Roseaplagis artizona

Scientific classification
- Kingdom: Animalia
- Phylum: Mollusca
- Class: Gastropoda
- Subclass: Vetigastropoda
- Order: Trochida
- Family: Trochidae
- Subfamily: Cantharidinae
- Genus: Roseaplagis
- Species: R. artizona
- Binomial name: Roseaplagis artizona (A. Adams, 1853)
- Synonyms: Cantharidus artizona A. Adams, 1853 (original combination); Cantharidus sanguineus bakeri (C. A. Fleming, 1948); Cantharidus caelatus elongatus (Suter, 1897); Cantharidus sanguineus bakeri Fleming, 1948; Cantharidus sanguineus var. elongata Suter, 1897; Gibbula micans Suter, 1897; Micrelenchus (Plumbelenchus) artizona (A. Adams, 1853); Micrelenchus artizona (A. Adams, 1853); Micrelenchus sanguineus bakeri C. A. Fleming, 1948;

= Roseaplagis artizona =

- Authority: (A. Adams, 1853)
- Synonyms: Cantharidus artizona A. Adams, 1853 (original combination), Cantharidus sanguineus bakeri (C. A. Fleming, 1948), Cantharidus caelatus elongatus (Suter, 1897), Cantharidus sanguineus bakeri Fleming, 1948, Cantharidus sanguineus var. elongata Suter, 1897, Gibbula micans Suter, 1897, Micrelenchus (Plumbelenchus) artizona (A. Adams, 1853), Micrelenchus artizona (A. Adams, 1853), Micrelenchus sanguineus bakeri C. A. Fleming, 1948

Species of gastropod

Roseaplagis artizona is a species of sea snail in the family Trochidae, the top snails.

==Description==
The height of the shell attains 3.5 mm, its diameter 4 mm.

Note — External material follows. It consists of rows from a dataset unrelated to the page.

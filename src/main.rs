//! Sector Stat-Arb - Main Entry Point
//!
//! Backtests the strategy on daily bars and checks configuration.

use anyhow::{Context, Result};
use chrono::NaiveDate;
use clap::{Parser, Subcommand};
use rust_decimal::Decimal;
use rust_decimal_macros::dec;
use sector_stat_arb::backtest::{BacktestConfig, BacktestEngine, CsvDataLoader, DataLoader};
use sector_stat_arb::config::Config;
use sector_stat_arb::market::{Commission, Slippage};
use sector_stat_arb::utils::decimal::from_f64;
use tracing::{info, Level};
use tracing_subscriber::fmt::format::FmtSpan;
use tracing_subscriber::EnvFilter;

/// Sector Stat-Arb CLI
#[derive(Parser)]
#[command(name = "sector-stat-arb")]
#[command(version, about = "Sector-neutral statistical arbitrage with trailing stops")]
struct Cli {
    #[command(subcommand)]
    command: Commands,
}

#[derive(Subcommand)]
enum Commands {
    /// Run a backtest simulation on historical daily bars
    Backtest {
        /// Path to CSV data file (date,symbol,sector,open,close[,eligible])
        #[arg(short, long)]
        data: String,

        /// Start date (YYYY-MM-DD), defaults to the first day in the data
        #[arg(short, long)]
        start: Option<String>,

        /// End date (YYYY-MM-DD), defaults to the last day in the data
        #[arg(short, long)]
        end: Option<String>,

        /// Initial balance for simulation
        #[arg(short = 'b', long, default_value = "1000000")]
        initial_balance: f64,

        /// Charge $0.001 per share with a $5 minimum per order
        #[arg(long)]
        commission: bool,

        /// Cap fills at 2.5% of bar volume with quadratic price impact
        #[arg(long)]
        slippage: bool,

        /// Output directory for results
        #[arg(short, long)]
        output: Option<String>,
    },

    /// Load and validate configuration, then print it
    CheckConfig,
}

#[tokio::main]
async fn main() -> Result<()> {
    // Parse CLI arguments
    let cli = Cli::parse();

    init_logging()?;

    // Contradictory bounds are fatal before anything runs
    let config = Config::load()?;
    config.validate().context("Invalid configuration")?;
    log_config(&config);

    match cli.command {
        Commands::Backtest {
            data,
            start,
            end,
            initial_balance,
            commission,
            slippage,
            output,
        } => {
            run_backtest(
                config,
                &data,
                start.as_deref(),
                end.as_deref(),
                initial_balance,
                commission,
                slippage,
                output.as_deref(),
            )
            .await
        }
        Commands::CheckConfig => {
            println!("{}", serde_json::to_string_pretty(&config)?);
            info!("✅ Configuration is valid");
            Ok(())
        }
    }
}

/// Initialize logging to stdout and an hourly rolling file.
fn init_logging() -> Result<()> {
    use tracing_subscriber::fmt::writer::MakeWriterExt;

    // Create logs directory
    std::fs::create_dir_all("logs")?;

    let file_appender = tracing_appender::rolling::hourly("logs", "sector-stat-arb.log");
    let (file_writer, guard) = tracing_appender::non_blocking(file_appender);

    // Leak the guard to keep it alive for the program duration
    Box::leak(Box::new(guard));

    tracing_subscriber::fmt()
        .with_env_filter(
            EnvFilter::from_default_env()
                .add_directive("sector_stat_arb=debug".parse()?)
                .add_directive(Level::INFO.into()),
        )
        .with_writer(std::io::stdout.and(file_writer))
        .with_target(true)
        .with_thread_ids(false)
        .with_file(true)
        .with_line_number(true)
        .with_span_events(FmtSpan::CLOSE)
        .with_ansi(true)
        .init();

    Ok(())
}

/// Log configuration on startup.
fn log_config(config: &Config) {
    info!("📋 Configuration:");
    info!("   Lookback: {} days", config.strategy.lookback_days);
    info!("   Sector Refresh: every {} days", config.strategy.rebalance_days);
    info!(
        "   Explained Variance: {:.0}%",
        config.factor_model.variance_threshold * 100.0
    );
    info!("   Min Group Size: {}", config.factor_model.min_group_size);
    info!(
        "   Factor Band: [{}, {}]",
        config.optimizer.factor_exposure_min, config.optimizer.factor_exposure_max
    );
    info!("   Gross Cap: {}x", config.optimizer.max_gross_exposure);
    info!(
        "   Stops: {} (init {:.1}%, trail {:.1}%)",
        if config.strategy.use_stop_loss { "on" } else { "off" },
        config.stop_loss.pct_init * dec!(100),
        config.stop_loss.pct_trail * dec!(100)
    );
    info!(
        "   Flatten End of Day: {}",
        config.strategy.flatten_end_of_day
    );
}

fn parse_date(value: &str, what: &str) -> Result<NaiveDate> {
    NaiveDate::parse_from_str(value, "%Y-%m-%d")
        .with_context(|| format!("Invalid {what} date '{value}'"))
}

/// Run a backtest.
#[allow(clippy::too_many_arguments)]
async fn run_backtest(
    config: Config,
    data_path: &str,
    start: Option<&str>,
    end: Option<&str>,
    initial_balance: f64,
    commission: bool,
    slippage: bool,
    output_dir: Option<&str>,
) -> Result<()> {
    info!("╔════════════════════════════════════════════════════════════╗");
    info!("║              BACKTEST MODE                                 ║");
    info!("╚════════════════════════════════════════════════════════════╝");

    info!("📊 Loading data from: {}", data_path);
    let data_loader = CsvDataLoader::new(data_path)?;

    let (data_start, data_end) = data_loader
        .available_range()
        .context("Data file has no trading days")?;
    info!("   Data range: {} to {}", data_start, data_end);
    info!("   Symbols: {}", data_loader.available_symbols().len());
    info!("   Days: {}", data_loader.len());

    let start = start
        .map(|s| parse_date(s, "start"))
        .transpose()?
        .unwrap_or(data_start);
    let end = end
        .map(|s| parse_date(s, "end"))
        .transpose()?
        .unwrap_or(data_end);
    anyhow::ensure!(start <= end, "Start date {start} is after end date {end}");

    let initial_balance = from_f64(initial_balance)
        .filter(|b| *b > Decimal::ZERO)
        .context("Initial balance must be a positive number")?;

    let backtest_config = BacktestConfig {
        initial_balance,
        commission: if commission {
            Commission {
                per_share: dec!(0.001),
                min_per_order: dec!(5),
            }
        } else {
            Commission::FREE
        },
        slippage: if slippage {
            Slippage::VOLUME_SHARE
        } else {
            Slippage::NONE
        },
        record_equity_curve: true,
    };

    info!("💰 Initial balance: ${:.2}", initial_balance);
    info!("📅 Period: {} to {}", start, end);

    let mut engine = BacktestEngine::new(data_loader, config, backtest_config);
    let result = engine.run(start, end).await?;

    println!("\n{}", result.summary());

    if let Some(dir) = output_dir {
        std::fs::create_dir_all(dir)?;

        let equity_path = format!("{}/equity_curve.csv", dir);
        result.equity_to_csv(&equity_path)?;
        info!("📁 Equity curve saved to: {}", equity_path);

        let summary_path = format!("{}/result.json", dir);
        std::fs::write(&summary_path, serde_json::to_string_pretty(&result)?)?;
        info!("📁 Result saved to: {}", summary_path);
    }

    Ok(())
}
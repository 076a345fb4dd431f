//! Per-group statistical factor model.
//!
//! Turns one group's daily closes into factor loadings (beta) and a
//! cross-sectional idiosyncratic return signal (alpha):
//!
//! 1. log returns of the closes
//! 2. principal components of the returns, as many as needed to reach the
//!    configured share of explained variance
//! 3. OLS of each instrument's returns on the components (with intercept)
//! 4. inverse-variance weighted regression of the latest cross-section on
//!    the loadings; the residuals, z-scored, are the alpha

use crate::config::FactorModelConfig;
use crate::error::FitError;
use crate::market::{Instrument, PriceHistory};
use crate::utils::linalg::{solve, symmetric_eigen};
use crate::utils::stats::{center_columns, column_variance, zscore};
use ndarray::{concatenate, s, Array1, Array2, ArrayView1, Axis};
use std::collections::HashSet;
use tracing::debug;

/// Minimum number of return observations for a fit.
const MIN_OBSERVATIONS: usize = 3;

/// Relative eigenvalue below which a component is treated as noise.
const RANK_TOLERANCE: f64 = 1e-10;

/// Output of one group's fit. Rows of `alpha` and `beta` follow `instruments`.
#[derive(Debug, Clone)]
pub struct FactorFit {
    pub instruments: Vec<Instrument>,
    /// Z-scored idiosyncratic residual per instrument
    pub alpha: Array1<f64>,
    /// Loadings, rows = instruments, columns = latent factors
    pub beta: Array2<f64>,
    /// Share of return variance captured by the kept factors
    pub explained_variance: f64,
}

impl FactorFit {
    pub fn len(&self) -> usize {
        self.instruments.len()
    }

    pub fn is_empty(&self) -> bool {
        self.instruments.is_empty()
    }

    pub fn factor_count(&self) -> usize {
        self.beta.ncols()
    }
}

/// Latent factor scores extracted from a return matrix.
struct LatentFactors {
    /// Rows = time steps, columns = components
    scores: Array2<f64>,
    explained_variance: f64,
}

/// Fits the factor model for one group at a time.
pub struct FactorModelFitter {
    config: FactorModelConfig,
}

impl FactorModelFitter {
    pub fn new(config: FactorModelConfig) -> Self {
        Self { config }
    }

    /// Fit on the eligible, gap-free columns of `history`.
    ///
    /// Instruments outside `eligible` are dropped even when prices exist.
    pub fn fit(
        &self,
        history: &PriceHistory,
        eligible: &HashSet<Instrument>,
    ) -> Result<FactorFit, FitError> {
        let prices = history.retain_complete(|instrument| eligible.contains(instrument));

        debug!(
            requested = history.width(),
            surviving = prices.width(),
            days = prices.days(),
            "Filtered price history"
        );

        self.fit_prices(&prices)
    }

    /// Fit on a history that is already filtered and gap-free.
    pub fn fit_prices(&self, prices: &PriceHistory) -> Result<FactorFit, FitError> {
        let n = prices.width();
        if n < self.config.min_group_size {
            return Err(FitError::TooFewInstruments {
                found: n,
                required: self.config.min_group_size,
            });
        }

        let returns = log_returns(prices.closes());
        if returns.nrows() < MIN_OBSERVATIONS {
            return Err(FitError::TooFewObservations {
                found: returns.nrows(),
                required: MIN_OBSERVATIONS,
            });
        }
        if returns.iter().any(|r| !r.is_finite()) {
            return Err(FitError::NonFinite("log returns"));
        }

        let variance = column_variance(&returns);
        if let Some(j) = variance.iter().position(|v| *v <= f64::EPSILON * f64::EPSILON) {
            return Err(FitError::ZeroVariance {
                instrument: prices.instruments()[j].clone(),
            });
        }

        let factors = self.latent_factors(&returns)?;
        let beta = factor_loadings(&returns, &factors.scores)?;
        let latest = returns.row(returns.nrows() - 1);
        let residuals = weighted_residuals(latest, &beta, &variance)?;
        let alpha = zscore(&residuals).ok_or(FitError::DegenerateResiduals)?;

        debug!(
            instruments = n,
            factors = beta.ncols(),
            explained = factors.explained_variance,
            "Factor model fitted"
        );

        Ok(FactorFit {
            instruments: prices.instruments().to_vec(),
            alpha,
            beta,
            explained_variance: factors.explained_variance,
        })
    }

    /// Principal component scores of the returns.
    ///
    /// Decomposes whichever of the covariance (n x n) or Gram (t x t)
    /// matrix is smaller; both give the same nonzero spectrum.
    fn latent_factors(&self, returns: &Array2<f64>) -> Result<LatentFactors, FitError> {
        let (t, n) = returns.dim();
        let centered = center_columns(returns);

        let (values, scores_basis) = if n <= t {
            let (values, vectors) = symmetric_eigen(&centered.t().dot(&centered));
            (values, centered.dot(&vectors))
        } else {
            let (values, vectors) = symmetric_eigen(&centered.dot(&centered.t()));
            let scaled = &vectors * &values.mapv(|v| v.max(0.0).sqrt());
            (values, scaled)
        };

        let values = values.mapv(|v| v.max(0.0));
        let total: f64 = values.sum();
        if !total.is_finite() || total <= 0.0 {
            return Err(FitError::Singular("principal components"));
        }

        let rank = values
            .iter()
            .take_while(|v| **v > RANK_TOLERANCE * values[0])
            .count();
        let k = self.component_count(&values, total, rank, n);
        if k == 0 {
            return Err(FitError::Singular("principal components"));
        }

        let explained_variance = values.slice(s![..k]).sum() / total;
        Ok(LatentFactors {
            scores: scores_basis.slice(s![.., ..k]).to_owned(),
            explained_variance,
        })
    }

    /// Smallest k reaching the variance threshold, clamped to the configured
    /// bounds, the numerical rank, and `n - 1` so residuals keep a degree of freedom.
    fn component_count(&self, values: &Array1<f64>, total: f64, rank: usize, n: usize) -> usize {
        let mut cumulative = 0.0;
        let mut k = values.len();
        for (i, v) in values.iter().enumerate() {
            cumulative += v / total;
            if cumulative + 1e-12 >= self.config.variance_threshold {
                k = i + 1;
                break;
            }
        }

        let mut k = k.max(self.config.min_components);
        if let Some(max) = self.config.max_components {
            k = k.min(max);
        }
        k.min(rank).min(n.saturating_sub(1))
    }
}

/// First difference of log prices along time.
fn log_returns(closes: &Array2<f64>) -> Array2<f64> {
    let logs = closes.mapv(f64::ln);
    if logs.nrows() < 2 {
        return Array2::zeros((0, logs.ncols()));
    }
    &logs.slice(s![1.., ..]) - &logs.slice(s![..-1, ..])
}

/// OLS of each return column on `[1, factors]`; intercept dropped.
fn factor_loadings(returns: &Array2<f64>, factors: &Array2<f64>) -> Result<Array2<f64>, FitError> {
    let ones = Array2::<f64>::ones((factors.nrows(), 1));
    let design = concatenate(Axis(1), &[ones.view(), factors.view()])
        .map_err(|_| FitError::Singular("factor design matrix"))?;

    let gram = design.t().dot(&design);
    let rhs = design.t().dot(returns);
    let coefficients = solve(&gram, &rhs).ok_or(FitError::Singular("factor loadings"))?;

    let beta = coefficients.slice(s![1.., ..]).t().to_owned();
    if beta.iter().any(|b| !b.is_finite()) {
        return Err(FitError::NonFinite("factor loadings"));
    }
    Ok(beta)
}

/// Residuals of the latest cross-section regressed on the loadings,
/// weighting each instrument by the inverse of its return variance.
fn weighted_residuals(
    latest: ArrayView1<f64>,
    beta: &Array2<f64>,
    variance: &Array1<f64>,
) -> Result<Array1<f64>, FitError> {
    let weights = variance.mapv(|v| 1.0 / v);
    let weighted_beta = beta * &weights.view().insert_axis(Axis(1));

    let gram = weighted_beta.t().dot(beta);
    let rhs = weighted_beta.t().dot(&latest).insert_axis(Axis(1));
    let coefficients = solve(&gram, &rhs).ok_or(FitError::Singular("cross-sectional regression"))?;

    let fitted = beta.dot(&coefficients.column(0));
    let residuals = &latest - &fitted;
    if residuals.iter().any(|r| !r.is_finite()) {
        return Err(FitError::NonFinite("cross-sectional residuals"));
    }
    Ok(residuals)
}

The very small shell is subperforate or imperforate. It has a conical shape. It is slightly iridescent and shining. The sculpture consists of fine spiral lirae, about 15 on the penultimate whorl. The growth lines are inconspicuous. It has a light yellow colour with radiate oblique broad streaks of dark brown. The intervals are filled with a few light brown dots. The base of the shell is tessellated with yellowish and brown. The epidermis is very thin, the pearly inner layer shining partly through it.

The spire is conic with its height greater than that of the aperture. The sides are very slightly convex. The protoconch is small, acute, and consists of two convex, light-brown, and finely spirally striate whorls. The six whorls are flatly convex. The body whorl is keeled at the periphery. The base of the shell is convex. The sutures are very little impressed. The slightly oblique aperture is subquadrangular. The interior is silvery and finely lirate. The outer and basal lip are sharp, angled where they meet, margined with a white bead. The columella is subvertical, slightly arched, with a slight swelling in the middle. The umbilicus is partly or completely covered by the columella expansion. The white umbilical tract is slightly impressed.

==Distribution==
This marine species is endemic to New Zealand.